A comprehensive study conducted by Universiti Putra Malaysia underscores the financial challenges gripping the younger generation. Dr. Mohammad Mujaheed Hassan, from the Urban and Regional Planning Department, reveals a stark reality: high financial commitments, including monthly car installments, credit card debts, and rental expenses, are stifling the ability to accumulate savings for a home. The symbolism attached to car ownership, despite some individuals relying on public transport, leads to over-commitment, leaving limited disposable income for savings or investment.

Wrong Estimates

Contrary to their financial capacity to afford homes based on monthly rental payments, many millennials prefer the perceived financial safety net of renting. Dr. Mohammad Mujaheed’s insights suggest that additional costs associated with homeownership, such as taxes, maintenance fees, and the perceived distance from workplaces, deter the younger generation from taking the homeownership plunge. Personal loans and credit card debts further contribute to their financial quagmire, pushing homeownership down the list of priorities.

Worrying Trends

The trend of prioritizing short-term financial commitments over the long-term goal of homeownership raises red flags. Dr. Mohammad Mujaheed warns that such prioritization could lead to prolonged debts, potential blacklisting by financial agencies, and a cascade of issues, including financial stress and limited housing options in the future. The urgent need to address these concerns is underscored by the looming possibility of a segment of the younger generation facing homelessness or perpetual renting from one generation to the next.

Housing Affordability Gap

Dr. Azizul Azli from Universiti Teknologi Mara sheds light on the widening chasm between income levels and house prices, characterizing it as a significant roadblock to homeownership. Annual salary increments fall far behind the rapid surge in property values, creating an insurmountable gap. Azli advocates for proactive government intervention, emphasizing the necessity of incentives for developers to construct more affordable landed houses and a streamlined approach to bureaucratic processes that contribute to escalating construction costs.

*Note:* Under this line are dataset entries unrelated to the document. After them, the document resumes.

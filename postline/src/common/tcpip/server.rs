/*
 * Copyright (c) 2024. Govcraft
 *
 * Licensed under either of
 *   * Apache License, Version 2.0 (the "License");
 *     you may not use this file except in compliance with the License.
 *     You may obtain a copy of the License at http://www.apache.org/licenses/LICENSE-2.0
 *   * MIT license: http://opensource.org/licenses/MIT
 *
 * Unless required by applicable law or agreed to in writing, software
 * distributed under the License is distributed on an "AS IS" BASIS,
 * WITHOUT WARRANTIES OR CONDITIONS OF ANY KIND, either express or implied.
 * See the applicable License for the specific language governing permissions and
 * limitations under that License.
 */

//! Central router of the TCP/IP transport.
//!
//! Clients connect to the server's base port and write REGISTER and DATA
//! frames. For every registered component the server opens a connection back
//! to the component's receiver and forwards the frames addressed to it.

use std::collections::btree_map::Entry;
use std::collections::BTreeMap;
use std::net::{IpAddr, SocketAddr};
use std::sync::atomic::{AtomicU64, AtomicUsize, Ordering};
use std::sync::Arc;

use dashmap::DashMap;
use tokio::io::AsyncReadExt;
use tokio::net::{TcpListener, TcpStream};
use tokio::sync::mpsc;
use tokio::sync::mpsc::error::TrySendError;
use tokio_util::sync::CancellationToken;
use tracing::{debug, error, info, trace, warn};

use super::config::receiver_port;
use super::protocol::{read_frame, write_frame, TcpMessage, TcpMessageType};
use super::{TcpIpConfig, TransportError};
use crate::message::{ComponentId, BROADCAST};

/// Connection attempts to a receiver before its route is given up.
const MAX_ROUTE_CONNECT_ATTEMPTS: u32 = 10;

/// Server statistics.
#[derive(Debug, Default)]
pub struct ServerStats {
    /// Total client connections accepted.
    pub connections_accepted: AtomicUsize,
    /// Currently connected clients.
    pub connections_active: AtomicUsize,
    /// Total frames read from clients.
    pub frames_received: AtomicUsize,
    /// Total frames written to receivers.
    pub frames_forwarded: AtomicUsize,
    /// Total REGISTER frames that opened a route.
    pub registrations: AtomicUsize,
    /// DATA frames with no route to their destination.
    pub undeliverable: AtomicUsize,
    /// Frames dropped on a full or closed route.
    pub dropped: AtomicUsize,
    /// Failed writes to receivers.
    pub write_errors: AtomicUsize,
    /// Other errors: accept failures and malformed frames.
    pub errors: AtomicUsize,
}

The financial stretch of urban living in Malaysia, coupled with the millennials’ penchant for immediate gratification, places the dream of homeownership at a critical juncture. Overcoming over-commitment, dispelling wrong estimates, addressing worrying trends, and bridging the housing affordability gap require a concerted effort from both policymakers and developers. Government initiatives, coupled with strategic incentives for affordable housing development, hold the key to transforming the homeownership dream from an elusive pursuit into a tangible reality for the younger generation. As the nation grapples with economic dynamics, ensuring that millennials can secure a stable housing foundation becomes paramount for their future and the overall socioeconomic landscape.